The Recontructionist movement asserts that the coming reign of Jesus will
abolish democracy, the separation of church and state, abortion, religious
freedom, federal welfare
programs, and many other features of modern society.
Christian Identity is based on racial supremacy and biblical law. It has been the background of many extremist American movements,
provides the ideological support for some America’s militias, and its ideas were
most likely part of the thinking of Timothy McVeigh. 3 The most distinctive
doctrine associated with Christian Identity is the belief in the
Satanic origin
of the Jews. They interpret the serpent in the Garden of Eden story in Genesis
as the devil himself or one of his underlings. They believe that he had
intercourse with Eve. This generated a line of descent from the devil,
through Cain, the Edomites, and the Khazars, to contemporary Jews. Identity has
fused belief in a world-wide Jewish conspiracy with that of a cosmic satanic
conspiracy. 6 Jews are viewed
as non-human demonic creatures who carry the
devil’s capacity to work evil. 4 Christian Identity has been derived from a wayward nineteenth-century form of
biblical exegesis known as British Israelism. In the last decades of the
twentieth century the ideology of Christian Identity groups such as The
Covenant, Sword, Arm of the Lord, The Church of Israel, Aryan Nations,
Children of Yahweh, The Christian Defense League, and The Kingdom Identity
Ministries, blended into their distinctive amalgam of biblical,
apocalyptic,
historical, anti-Semitic, racist, and conspiratorial theories. The
ingredients of these theories were taken from survivalist movements, and the Patriot’s movement,
and neo-Nazi
variants of white supremacism. 7 Two examples should be enough to provide a
taste of such thinking:
A brochure published by Aryan Nations included this statement in their creed
of faith: "We BELIEVE there is a battle being fought this day between the
children of darkness (today known as Jews) and the children of Light (God), the
Aryan race, the true Israel of the Bible."
4
One of the United States most notorious right wing terrorist groups of the
post-war era, the Order (otherwise known as the Silent Brotherhood, or Holy
Order of Aryan Warriors) brought together militant racists from Christian
Identity, a racist faction of the Odinists, and people of conventional neo-Nazi
backgrounds. 7
A special chapter could be written about terrorism in Ulster: Between 1968 and
1998, the Irish Republican Army (IRA) killed an estimated 728 civilians (most of them Protestants – not
counted are military personnel and police)), compared with estimated 864
civilians (mostly Catholics) killed by loyalist paramilitaries. However,
the conflict between the IRA, which wants to unify
Ulster with the Republic of Ireland, and the three main Protestant
paramilitaries that want to stay loyal to the British Crown [the Ulster Defence
Association (UDA); the Ulster Volunteer Force (UVF); and the Ulster Freedom
Fighters (UFF)], appears to be inspired more by political ideology than by
religious beliefs. Many Catholics feel like second-class citizens in Ulster, and
there is violence, harassment, intimidation, and abuse (not to mention revenge
killings), but, with the possible exception of Rev. Paisley, there seem to be
little religion in all of it. Nowadays, the terror groups are involved in
moneymaking activities.
Additional notes:
There are many additional examples of terrorism committed by religious people all over
the world.
For example:
The assassination of Sri Lanka’s prime minister, S.W.R.D.

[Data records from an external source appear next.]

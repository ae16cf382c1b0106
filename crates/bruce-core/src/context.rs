//! Hand-off context for a task: metadata, past sessions, related work and decisions.

use std::fs;
use std::path::{Path, PathBuf};

use regex::Regex;
use serde::Serialize;

use crate::config::ProjectLayout;
use crate::decisions::decisions_for_task;
use crate::history::TaskSessionSummary;
use crate::relevance::find_related;
use crate::session::format_duration;
use crate::store::LoadReport;
use crate::task::Task;

pub const RELATED_DECISIONS: usize = 2;
pub const PHASE_DECISIONS: usize = 5;

/// Turns a task's context reference (`path` or `path#symbol`) into text.
pub trait ContextResolver {
    fn resolve(&self, reference: &str) -> Option<String>;
}

/// Looks a reference up under the project root, the docs dir, `src/`, then as given.
#[derive(Debug, Clone)]
pub struct FsContextResolver {
    root: PathBuf,
    docs_dir: PathBuf,
}

impl FsContextResolver {
    pub fn new(root: impl Into<PathBuf>, docs_dir: impl Into<PathBuf>) -> Self {
        Self {
            root: root.into(),
            docs_dir: docs_dir.into(),
        }
    }

    pub fn for_layout(layout: &ProjectLayout) -> Self {
        Self::new(&layout.root, &layout.docs_dir)
    }

    fn candidates(&self, path: &str) -> [PathBuf; 4] {
        [
            self.root.join(path),
            self.docs_dir.join(path),
            self.root.join("src").join(path),
            PathBuf::from(path),
        ]
    }
}

impl ContextResolver for FsContextResolver {
    fn resolve(&self, reference: &str) -> Option<String> {
        let (path, symbol) = match reference.split_once('#') {
            Some((path, symbol)) => (path, Some(symbol)),
            None => (reference, None),
        };
        let found = self
            .candidates(path)
            .into_iter()
            .find(|candidate| candidate.is_file())?;
        let content = match fs::read_to_string(&found) {
            Ok(content) => content,
            Err(err) => {
                tracing::warn!(file = %found.display(), error = %err, "failed to read context file");
                return None;
            }
        };
        match symbol.filter(|s| !s.trim().is_empty()) {
            Some(symbol) => Some(extract_symbol(&content, symbol.trim()).unwrap_or(content)),
            None => Some(content),
        }
    }
}

/// The block that defines `symbol` (`def`, `class`, `fn`, `struct`, `enum`, `trait`, `impl`).
///
/// The block ends at the next non-blank line indented no deeper than the definition; a
/// closing brace at that level is kept.
pub fn extract_symbol(content: &str, symbol: &str) -> Option<String> {
    let pattern = format!(
        r"\b(def|class|fn|struct|enum|trait|impl)\s+{}\b",
        regex::escape(symbol)
    );
    let re = Regex::new(&pattern).ok()?;
    let lines: Vec<&str> = content.lines().collect();
    let start = lines.iter().position(|line| re.is_match(line))?;
    let base_indent = indent_of(lines[start]);

    let mut block = vec![lines[start]];
    for line in &lines[start + 1..] {
        if line.trim().is_empty() {
            block.push(line);
            continue;
        }
        if indent_of(line) <= base_indent {
            let trimmed = line.trim_start();
            if trimmed.starts_with('}') || trimmed.starts_with(')') {
                block.push(line);
            }
            break;
        }
        block.push(line);
    }
    while block.last().map(|line| line.trim().is_empty()).unwrap_or(false) {
        block.pop();
    }
    Some(block.join("\n"))
}

fn indent_of(line: &str) -> usize {
    line.len() - line.trim_start().len()
}

#[derive(Debug, Clone, PartialEq, Serialize)]
pub struct ContextFile {
    pub reference: String,
    /// `None` when no candidate location had the file.
    pub content: Option<String>,
}

pub fn resolve_context_files(resolver: &dyn ContextResolver, references: &[String]) -> Vec<ContextFile> {
    references
        .iter()
        .map(|reference| {
            let content = resolver.resolve(reference);
            if content.is_none() {
                tracing::warn!(reference = %reference, "context file not found");
            }
            ContextFile {
                reference: reference.clone(),
                content,
            }
        })
        .collect()
}

#[derive(Debug, Clone, PartialEq, Serialize)]
pub struct TaskBlock {
    pub id: String,
    pub description: String,
    pub status: String,
    pub phase: i64,
    pub phase_name: String,
    pub output: Option<String>,
    pub acceptance_criteria: Vec<String>,
    pub depends_on: Vec<String>,
}

impl TaskBlock {
    pub fn from_task(task: &Task) -> Self {
        Self {
            id: task.id.clone(),
            description: task.description.clone(),
            status: task.status.to_string(),
            phase: task.phase,
            phase_name: task.phase_name.clone(),
            output: task.output.clone(),
            acceptance_criteria: task.acceptance_criteria.clone(),
            depends_on: task.depends_on.clone(),
        }
    }
}

#[derive(Debug, Clone, PartialEq, Serialize)]
pub struct RelatedTask {
    pub id: String,
    pub description: String,
    pub status: String,
    pub output: Option<String>,
    pub decisions: Vec<String>,
}

impl RelatedTask {
    pub fn new(task: &Task, decisions: Vec<String>) -> Self {
        Self {
            id: task.id.clone(),
            description: task.description.clone(),
            status: task.status.to_string(),
            output: task.output.clone(),
            decisions,
        }
    }
}

#[derive(Debug, Clone, PartialEq, Serialize)]
pub struct PhaseDecision {
    pub task_id: String,
    pub text: String,
}

/// Everything `build` composes. Gathering it is the caller's job.
#[derive(Debug, Clone, Default)]
pub struct ContextInputs {
    pub project_name: Option<String>,
    pub related: Vec<RelatedTask>,
    pub sessions: TaskSessionSummary,
    pub phase_decisions: Vec<PhaseDecision>,
    pub context_files: Vec<ContextFile>,
}

#[derive(Debug, Clone, PartialEq, Serialize)]
pub struct ContextDocument {
    pub project_name: Option<String>,
    pub task: TaskBlock,
    /// Omitted when the task has no recorded sessions.
    pub sessions: Option<TaskSessionSummary>,
    pub related: Vec<RelatedTask>,
    pub phase_decisions: Vec<PhaseDecision>,
    pub context_files: Vec<ContextFile>,
}

/// Composes the document. No I/O.
pub fn build(task: &Task, inputs: ContextInputs) -> ContextDocument {
    let related = inputs
        .related
        .into_iter()
        .map(|mut related| {
            related.decisions.truncate(RELATED_DECISIONS);
            related
        })
        .collect();
    let mut phase_decisions = inputs.phase_decisions;
    phase_decisions.truncate(PHASE_DECISIONS);
    ContextDocument {
        project_name: inputs.project_name,
        task: TaskBlock::from_task(task),
        sessions: Some(inputs.sessions).filter(|summary| summary.total_sessions > 0),
        related,
        phase_decisions,
        context_files: inputs.context_files,
    }
}

/// Gathers inputs from the loaded tasks, session history and context notes, then builds.
pub fn assemble(
    layout: &ProjectLayout,
    report: &LoadReport,
    task: &Task,
    sessions: TaskSessionSummary,
    resolver: &dyn ContextResolver,
    project_name: Option<String>,
    related_limit: usize,
) -> ContextDocument {
    let related = find_related(&report.tasks, &task.id, related_limit)
        .into_iter()
        .map(|related| RelatedTask::new(related, decisions_for_task(layout, related)))
        .collect();
    let phase_decisions = report
        .tasks
        .iter()
        .filter(|other| other.phase == task.phase && other.is_completed())
        .flat_map(|other| {
            decisions_for_task(layout, other)
                .into_iter()
                .map(move |text| PhaseDecision {
                    task_id: other.id.clone(),
                    text,
                })
        })
        .take(PHASE_DECISIONS)
        .collect();
    let context_files = resolve_context_files(resolver, &task.context);
    build(
        task,
        ContextInputs {
            project_name,
            related,
            sessions,
            phase_decisions,
            context_files,
        },
    )
}

impl ContextDocument {
    pub fn render_markdown(&self) -> String {
        let task = &self.task;
        let mut lines = Vec::new();
        lines.push(format!("# Context for Task: {}", task.id));
        lines.push(String::new());
        if let Some(name) = self.project_name.as_deref() {
            lines.push(format!("**Project:** {}", name));
        }
        lines.push(format!("**Phase:** {} - {}", task.phase, task.phase_name));
        lines.push(format!("**Status:** {}", task.status));
        lines.push(format!("**Description:** {}", task.description));
        lines.push(format!(
            "**Expected Output:** {}",
            task.output.as_deref().unwrap_or("Not specified")
        ));
        lines.push(String::new());
        if !task.acceptance_criteria.is_empty() {
            lines.push("**Acceptance Criteria:**".to_string());
            for criterion in &task.acceptance_criteria {
                lines.push(format!("- {}", criterion));
            }
            lines.push(String::new());
        }
        if !task.depends_on.is_empty() {
            lines.push(format!("**Dependencies:** {}", task.depends_on.join(", ")));
            lines.push(String::new());
        }

        if let Some(sessions) = &self.sessions {
            lines.push("## Previous Work Sessions".to_string());
            lines.push(String::new());
            lines.push(format!("**Total Sessions:** {}", sessions.total_sessions));
            lines.push(format!(
                "**Total Time Spent:** {}",
                format_duration(sessions.total_duration_seconds)
            ));
            lines.push(format!(
                "**Files Modified:** {}",
                sessions.total_files_modified()
            ));
            lines.push(format!("**Commits Made:** {}", sessions.total_commits));
            if let Some(last) = &sessions.last_session {
                lines.push(String::new());
                lines.push("**Last Session:**".to_string());
                lines.push(format!(
                    "- Started: {}",
                    last.start_time.format("%Y-%m-%d %H:%M:%S")
                ));
                if last.end_time.is_some() {
                    lines.push(format!(
                        "- Duration: {}",
                        format_duration(last.duration_seconds)
                    ));
                }
            }
            lines.push(String::new());
        }

        if !self.related.is_empty() {
            lines.push("## Related Completed Tasks".to_string());
            lines.push(String::new());
            for related in &self.related {
                lines.push(format!("### {}: {}", related.id, related.description));
                lines.push(format!(
                    "- **Output:** {}",
                    related.output.as_deref().unwrap_or("Not specified")
                ));
                lines.push(format!("- **Status:** {}", related.status));
                if !related.decisions.is_empty() {
                    lines.push("- **Key Decisions:**".to_string());
                    for decision in &related.decisions {
                        lines.push(format!("  - {}", decision));
                    }
                }
                lines.push(String::new());
            }
        }

        lines.push("## Decision History".to_string());
        lines.push(String::new());
        if self.phase_decisions.is_empty() {
            lines.push("- No previous decisions found in this phase".to_string());
        } else {
            for decision in &self.phase_decisions {
                lines.push(format!("- **{}:** {}", decision.task_id, decision.text));
            }
        }
        lines.push(String::new());

        lines.push("## Context Documentation".to_string());
        lines.push(String::new());
        if self.context_files.is_empty() {
            lines.push("No additional context files specified.".to_string());
        }
        for file in &self.context_files {
            match &file.content {
                Some(content) => {
                    lines.push(format!("=== {} ===", file.reference));
                    lines.push(content.trim_end().to_string());
                }
                None => lines.push(format!("=== {} (NOT FOUND) ===", file.reference)),
            }
            lines.push(String::new());
        }
        lines.join("\n")
    }

    /// Writes the rendered document to `path`, creating parent directories.
    pub fn write_to(&self, path: &Path) -> std::io::Result<()> {
        if let Some(parent) = path.parent() {
            fs::create_dir_all(parent)?;
        }
        fs::write(path, self.render_markdown())
    }
}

Bandranaike by a Buddhist monk.
The bomb destroying an Air India Boeing 747
over the Atlantic, killing all 329 people abroad, for which both Sikh and
Kashmiri terrorists were blamed.
These attacks were probably motivated by political reasons and not by religion.
There are striking parallels between the white supremacists and the
religiously motivated Islamic Shi’a fanatics in the Middle East. Both groups
transform abstract political ideologies and objectives into a religious
imperative. Violence is not only sanctioned, it is divinely decreed. Hence, the
killing of persons described as 'infidels' by the Shi’a or as 'children of
Satan' by white supremacists becomes a sacramental act.